On July 17 Amy took her first bite of food on her own. She ate a cheeseball! Next she ate a brat! Then a cheeseburger! Something clicked in her brain and she was able to feed herself. She started doing the things she used to do. Drive the four wheeler, swim, go for a walk. She started giggling again.

In October we stopped antibiotics and in November her pic line got infected so it was removed. Amy went on oral antibiotics. She was on a schedule of seeing the doctor every 3 months. He did various blood tests and observed her improvements and set backs.  Amy stayed on antibiotics for another year. She took a lot of supplements and high doses of pro biotics to protect her gut.

In April of 2017 she seemed to be regressing. I began to do a lot of research on what has been discovered about treating lyme disease. When Amy was first diagnosed I didn’t have time to research. She was dying. Now I had time to read different books and discover what protocols were working for others. I found out about Dr. Bill Rawls Vital Plan. It is various herbs that he has put into capsule form.  We started the protocol and it really worked for Amy. She takes 12 capsules in the morning and 12 in the evening along with Claritin. This protocol seems to be the right one for her. She is thriving. She also used homeopathic remedies and is on a whole foods diet. We try hard not to eat anything processed or packaged.

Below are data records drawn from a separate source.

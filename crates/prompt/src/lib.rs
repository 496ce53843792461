//! Prompt system for docask.
//!
//! This crate owns the text contract between the answer loop and the model:
//! - the built-in system prompt that enforces the Answer / Sources / Status
//!   output format
//! - the user prompt template (conversation summary, sources, question)
//! - YAML overrides of both, rendered with Handlebars
//! - compression of prior conversation turns into a short summary

pub mod builder;
pub mod defaults;
pub mod history;
pub mod loader;
pub mod types;

// Re-export main types
pub use builder::{build_answer_prompt, PromptSet};
pub use history::{compress_history, DEFAULT_HISTORY_PAIRS};
pub use loader::{list_prompts, load_prompt, load_prompt_or};
pub use types::{BuiltPrompt, BuiltPromptMetadata, HistoryTurn, PromptDefinition, TurnRole};
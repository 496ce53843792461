//! LLM provider factory.
//!
//! This module creates completion clients based on the configured provider
//! name, resolving the default endpoint when none is configured.

use crate::client::LlmClient;
use crate::providers::{OllamaClient, OpenAiCompatClient};
use crate::types::ProviderType;
use std::sync::Arc;
use std::time::Duration;

/// Create an LLM client based on the provider name.
///
/// # Arguments
/// * `provider` - Provider identifier ("groq", "openai", "ollama")
/// * `endpoint` - Optional custom endpoint URL
/// * `timeout` - Per-request timeout
///
/// # Errors
/// Returns error if the provider is unknown or the HTTP client cannot be built.
pub fn create_client(
    provider: &str,
    endpoint: Option<&str>,
    timeout: Duration,
) -> Result<Arc<dyn LlmClient>, String> {
    let provider_type =
        ProviderType::parse(provider).ok_or_else(|| format!("Unknown provider: {}", provider))?;
    let base_url = endpoint.unwrap_or(provider_type.default_endpoint());

    tracing::debug!("Creating {} client for {}", provider_type.as_str(), base_url);

    match provider_type {
        ProviderType::Groq | ProviderType::OpenAI => {
            let client = OpenAiCompatClient::new(provider_type.as_str(), base_url, timeout)
                .map_err(|e| e.to_string())?;
            Ok(Arc::new(client))
        }
        ProviderType::Ollama => {
            let client = OllamaClient::new(base_url, timeout).map_err(|e| e.to_string())?;
            Ok(Arc::new(client))
        }
    }
}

It has been a rough road but I feel we have learned a lot about lyme disease and how it affects Amy and what we need to do to help her stay as healthy as possible. I don’t know if lyme disease affects people with down syndrome differently. I understand other people have a lot of the same symptoms Amy had. Aches in her joints, foggy brain. The barrier we had is Amy couldn’t communicate exactly how she was feeling. She would say things like “my knee hurts” but I didn’t think that much of it.

I am very, very thankful to be in the place we are today. I continue to monitor Amy very closely and watch what she eats so she stays healthy. She is a trooper about taking her pills and exercising.

We made it. Lymes disease did not win!!